Dieser Band erweitert frühere Studien über den industriellen Bergbau, die von Männern dominierte formale Arbeitsorganisation und den politischen Wandel, indem er beide Seiten der Grenze von der vorkolonialen Geschichte bis in die Gegenwart untersucht und ein breites Spektrum wirtschaftlicher, sozialer und kultureller Identitäten und Aktivitäten einbezieht. Die Autoren, die Wissenschaftler aus verschiedenen Disziplinen zusammenbringen, untersuchen das Identitätsgefühl der Gemeinden des Kupfergürtels, das sich in Comics und Fußballspielen ausdrückt, ihre prekäre und erfinderische Lebensweise, ihr Engagement in Kirche und Bildung sowie die Prozesse und Auswirkungen von Urbanisierung und Entwicklung, Umweltzerstörung und sich verändernden Geschlechterbeziehungen.
Das Buch ist ein wichtiger Beitrag zur Grenzlandforschung, da es zeigt, wie sich die Bedeutung und Relevanz der Grenze für die gemischte und mobile Bevölkerung des Kupfergürtels im Laufe der Zeit ständig verändert hat. Die Beschäftigung mit Gemeinschaften an der Schnittstelle von sozialem, wirtschaftlichem und politischem Wandel macht das Buch zu einer Schlüsselstudie für alle, die in der globalen Stadtentwicklung tätig sind. Dieses Buch ist unter der Creative-Commons-Lizenz CC-BY-NC erhältlich.
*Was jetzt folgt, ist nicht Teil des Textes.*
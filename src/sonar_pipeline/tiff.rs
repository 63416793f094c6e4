//! TIFF writing module
//!
//! This module encodes rasters as 8-bit grayscale TIFF files with various
//! compression options.

mod standard_tiff_writer;
pub mod types;
mod writer;

pub use standard_tiff_writer::StandardTiffWriter;
pub use types::{ConversionConfig, ConversionConfigBuilder, TiffCompression};
pub use writer::TiffWriter;
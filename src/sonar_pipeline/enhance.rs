//! Grayscale enhancement
//!
//! Stateless point operations on a [`Raster`]. Every function returns a new
//! raster and leaves its input untouched.

use tracing::debug;

use crate::sonar_pipeline::common::error::{Result, SonarError};
use crate::sonar_pipeline::raster::Raster;

/// Enhancement a caller can request by value.
#[derive(Debug, Clone, Copy, PartialEq)]
pub enum Enhancement {
    Gamma(f64),
    HistogramEqualize,
    Normalize,
    StretchIntensity,
    Negative,
}

impl Enhancement {
    pub fn apply(&self, src: &Raster) -> Result<Raster> {
        debug!(enhancement = ?self, "Applying enhancement");
        match *self {
            Enhancement::Gamma(g) => gamma(src, g),
            Enhancement::HistogramEqualize => Ok(histogram_equalize(src)),
            Enhancement::Normalize => Ok(normalize(src)),
            Enhancement::StretchIntensity => Ok(stretch_intensity(src)),
            Enhancement::Negative => Ok(negative(src)),
        }
    }
}

/// Gamma correction through a 256-entry table: `(i / 255)^(1 / g) * 255`,
/// capped at 255 and truncated.
pub fn gamma(src: &Raster, g: f64) -> Result<Raster> {
    if !(g.is_finite() && g > 0.0) {
        return Err(SonarError::Data(format!("gamma must be positive, got {g}")));
    }

    let inv_gamma = 1.0 / g;
    let mut lut = [0u8; 256];
    for (i, entry) in lut.iter_mut().enumerate() {
        *entry = (255.0f64).min((i as f64 / 255.0).powf(inv_gamma) * 255.0) as u8;
    }
    Ok(src.map_lut(&lut))
}

/// Histogram equalization.
///
/// `lut[i] = round((cdf[i] - cdf_min) * 255 / (total - cdf_min))` where
/// `cdf_min` is the first nonzero cumulative count. A raster with a single
/// gray level has no spread to redistribute and is returned unchanged.
pub fn histogram_equalize(src: &Raster) -> Raster {
    let total = src.pixels().len() as i64;
    let hist = src.histogram();

    let mut cdf = [0i64; 256];
    let mut running = 0i64;
    for (c, &h) in cdf.iter_mut().zip(hist.iter()) {
        running += h as i64;
        *c = running;
    }

    let Some(&cdf_min) = cdf.iter().find(|&&c| c > 0) else {
        return src.clone();
    };
    if total == cdf_min {
        return src.clone();
    }

    let mut lut = [0u8; 256];
    for (entry, &c) in lut.iter_mut().zip(cdf.iter()) {
        let v = ((c - cdf_min) as f64 * 255.0 / (total - cdf_min) as f64).round();
        *entry = v.clamp(0.0, 255.0) as u8;
    }
    src.map_lut(&lut)
}

fn linear_stretch_lut(min: u8, max: u8) -> [u8; 256] {
    let span = max as f64 - min as f64;
    let mut lut = [0u8; 256];
    for (i, entry) in lut.iter_mut().enumerate() {
        let v = (i as f64 - min as f64) * 255.0 / span;
        // 0/0 for a flat raster is NaN, which casts to 0
        *entry = v.clamp(0.0, 255.0) as u8;
    }
    lut
}

/// Linear stretch of the global min/max to 0..=255. A flat raster is
/// returned unchanged.
pub fn normalize(src: &Raster) -> Raster {
    let Some((min, max)) = src.min_max() else {
        return src.clone();
    };
    if min == max {
        return src.clone();
    }
    src.map_lut(&linear_stretch_lut(min, max))
}

/// Same stretch as [`normalize`] with the output clamped, but without the
/// flat-raster guard: a single gray level divides zero by zero and every
/// pixel becomes 0.
pub fn stretch_intensity(src: &Raster) -> Raster {
    let Some((min, max)) = src.min_max() else {
        return src.clone();
    };
    src.map_lut(&linear_stretch_lut(min, max))
}

pub fn negative(src: &Raster) -> Raster {
    let mut lut = [0u8; 256];
    for (i, entry) in lut.iter_mut().enumerate() {
        *entry = 255 - i as u8;
    }
    src.map_lut(&lut)
}

#[cfg(test)]
mod tests {
    use super::*;

    fn gradient() -> Raster {
        let pixels: Vec<u8> = (0..64u32).map(|i| (40 + i * 2) as u8).collect();
        Raster::from_pixels(8, 8, pixels).unwrap()
    }

    #[test]
    fn test_gamma_one_is_identity() {
        let src = Raster::from_pixels(256, 1, (0..=255u8).collect()).unwrap();
        let out = gamma(&src, 1.0).unwrap();
        for (&a, &b) in src.pixels().iter().zip(out.pixels()) {
            assert!(a.abs_diff(b) <= 1, "{a} -> {b}");
        }
        assert_eq!(out.get(255, 0), Some(255));
        assert_eq!(out.get(0, 0), Some(0));
    }

    #[test]
    fn test_gamma_brightens_midtones() {
        let src = Raster::from_pixels(1, 1, vec![64]).unwrap();
        let out = gamma(&src, 2.0).unwrap();
        // sqrt(64 / 255) * 255 = 127.75
        assert_eq!(out.pixels(), &[127]);
    }

    #[test]
    fn test_gamma_rejects_non_positive() {
        assert!(matches!(gamma(&gradient(), 0.0), Err(SonarError::Data(_))));
        assert!(matches!(gamma(&gradient(), f64::NAN), Err(SonarError::Data(_))));
    }

    #[test]
    fn test_histogram_equalize_is_monotonic() {
        let src = Raster::from_pixels(4, 2, vec![10, 10, 10, 20, 20, 90, 200, 200]).unwrap();
        let out = histogram_equalize(&src);
        assert_eq!(out.get(0, 0), Some(0));
        assert_eq!(out.get(3, 1), Some(255));

        let hist = out.histogram();
        let mut cumulative = 0;
        for &h in hist.iter() {
            let next = cumulative + h;
            assert!(next >= cumulative);
            cumulative = next;
        }
        assert_eq!(cumulative, 8);

        // order of gray levels is preserved
        assert!(out.get(3, 0) < out.get(1, 1));
        assert!(out.get(1, 1) < out.get(2, 1));
    }

    #[test]
    fn test_histogram_equalize_flat_raster_unchanged() {
        let src = Raster::new(3, 3, 77);
        assert_eq!(histogram_equalize(&src), src);
    }

    #[test]
    fn test_normalize_spans_full_range() {
        let out = normalize(&gradient());
        assert_eq!(out.min_max(), Some((0, 255)));
    }

    #[test]
    fn test_normalize_flat_raster_unchanged() {
        let src = Raster::new(2, 2, 42);
        assert_eq!(normalize(&src), src);
    }

    #[test]
    fn test_stretch_matches_normalize_on_spread_input() {
        assert_eq!(stretch_intensity(&gradient()), normalize(&gradient()));
    }

    #[test]
    fn test_stretch_flat_raster_has_no_guard() {
        let out = stretch_intensity(&Raster::new(2, 2, 42));
        assert!(out.pixels().iter().all(|&v| v == 0));
    }

    #[test]
    fn test_negative() {
        let src = Raster::from_pixels(3, 1, vec![0, 100, 255]).unwrap();
        assert_eq!(negative(&src).pixels(), &[255, 155, 0]);
    }

    #[test]
    fn test_input_not_modified() {
        let src = gradient();
        let before = src.clone();
        let _ = Enhancement::Negative.apply(&src).unwrap();
        let _ = Enhancement::Gamma(0.5).apply(&src).unwrap();
        assert_eq!(src, before);
    }
}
Er basiert auf Forschungsarbeiten, die Teil eines Projekts sind, das vom Europäischen Forschungsrat (ERC) im Rahmen des Forschungs- und Innovationsprogramms "Horizont 2020" der Europäischen Union finanziert wurde (Finanzhilfevereinbarung Nr. 681657): 'Comparing the Copperbelt: Politische Kultur und Wissensproduktion in Zentralafrika".